This can be avoided by using a distributed discovery mechanism, like a Kademlia DHT, which allows you to specify a list of bootstrap servers. However, at least one of these servers will need to be maintained long-term. We can depend upon a larger community for this, but clients that have this hardcoded list will always necessarily need at least one to be online in order to find peers. Sadly, we're probably stuck maintaining something, even if it's just a discovery service. This can be mitigated in the future by allowing users to specify their own discovery & backup services in their mapeo project configuration, and making those easy to host yourself. I think this is critical for user agency and should be considered early on in the product roadmap for mapeo web & project configuration pages, as often these things are thought about too late when money runs out or otherwise and then users are stuck.

Server reads first message of incoming TCP socket to get discovery key (e.g. with buffer-peek-stream)
Server gets project key from discovery key, creates mapeo instance.

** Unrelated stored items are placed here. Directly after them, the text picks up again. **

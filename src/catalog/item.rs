//! Catalog record types.

use serde::{Deserialize, Serialize};

/// A single catalog entry.
///
/// Descriptive fields are optional because lax request handling stores
/// whatever the client sent, including nothing at all. Absent values
/// serialize as `null`.
#[derive(Debug, Clone, PartialEq, Serialize, Deserialize)]
#[serde(rename_all = "camelCase")]
pub struct Item {
    /// Store-assigned identifier, unique for the process lifetime.
    pub id: u64,
    /// Display name.
    pub name: Option<String>,
    /// Price per kilogram.
    pub unit_price: Option<f64>,
    /// Free-text color descriptor.
    pub color: Option<String>,
    /// Relative path or URL of the display image.
    pub image_ref: Option<String>,
}

impl Item {
    /// Build an item from an id and a draft.
    pub fn from_draft(id: u64, draft: ItemDraft) -> Self {
        Self {
            id,
            name: draft.name,
            unit_price: draft.unit_price,
            color: draft.color,
            image_ref: draft.image_ref,
        }
    }

    /// Overwrite every descriptive field. The id never changes.
    pub fn replace_with(&mut self, draft: ItemDraft) {
        self.name = draft.name;
        self.unit_price = draft.unit_price;
        self.color = draft.color;
        self.image_ref = draft.image_ref;
    }
}

/// The descriptive part of an item, as sent on create and update.
///
/// Accepts the legacy `pricePerKilo` and `imageURL` field names.
#[derive(Debug, Clone, Default, PartialEq, Serialize, Deserialize)]
#[serde(rename_all = "camelCase", default)]
pub struct ItemDraft {
    pub name: Option<String>,
    #[serde(alias = "pricePerKilo")]
    pub unit_price: Option<f64>,
    pub color: Option<String>,
    #[serde(alias = "imageURL")]
    pub image_ref: Option<String>,
}

impl ItemDraft {
    /// Draft with every field present.
    pub fn new(
        name: impl Into<String>,
        unit_price: f64,
        color: impl Into<String>,
        image_ref: impl Into<String>,
    ) -> Self {
        Self {
            name: Some(name.into()),
            unit_price: Some(unit_price),
            color: Some(color.into()),
            image_ref: Some(image_ref.into()),
        }
    }

    /// Names of the fields that fail strict validation, in declaration order.
    ///
    /// `name` must be non-blank, `unitPrice` finite and non-negative, and
    /// `color` and `imageRef` present.
    pub fn invalid_fields(&self) -> Vec<&'static str> {
        let mut invalid = Vec::new();

        if self.name.as_deref().map_or(true, |n| n.trim().is_empty()) {
            invalid.push("name");
        }
        if !self.unit_price.is_some_and(|p| p.is_finite() && p >= 0.0) {
            invalid.push("unitPrice");
        }
        if self.color.is_none() {
            invalid.push("color");
        }
        if self.image_ref.is_none() {
            invalid.push("imageRef");
        }

        invalid
    }
}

To know what host/port to give to the client, the server needs to know which discovery key the client is looking for (this is necessarily the case with all discovery services, (M)DNS, DHT, or otherwise). Sending the first message of the incoming TCP socket is one option. This would mean that state would need to be kept on the server side about which sockets correspond with which clients. Mapeo web would then need to spin up the correct instance and then start replicating with the already opened tcp socket. It also means that spinning off mapeo core instances into Lambda or other one-off compute services would be more complex. This would require that the same discovery server has access to the mapeo core instance on the same machine, or will have to pipe that information from another process or over another network. I don't think this will be very efficient in practice and adds extra complexity to the discovery service.

When the discovery server is asked to simply route clients to the correct TCP host/port, we separate concerns between routing requests and maintaining mapeo core sync services. It gives flexibility to the discovery service to change the way it's implemented over time, either through a DHT or otherwise. It also gives us the ability to route incoming clients to a list of third-party host/ports (rather than just one that we maintain). This opens the door to having other organizations have self-hosted mapeo web storage instances that are long-running, as well as being forwards-compatible with peer-to-peer network replication (2+ syncs at once) which hypercore does already support.

If we want to add some kind of authentication we would need to implement that ourselves (although we could likely use the discovery key / project key as auth, so this is likely not an issue)

Encryption for multifeed already does this, transporting the discovery key of the project in the first message of hypercore sent over the TCP connection, called a Feed message. This prevents replication (of both media and db) if the discovery keys do not match. Authentication then in the Mapeo protocol (both old and new) is enforced using the project key shared out of band. The media data is not currently encrypted but this will be fixed in the new protocol.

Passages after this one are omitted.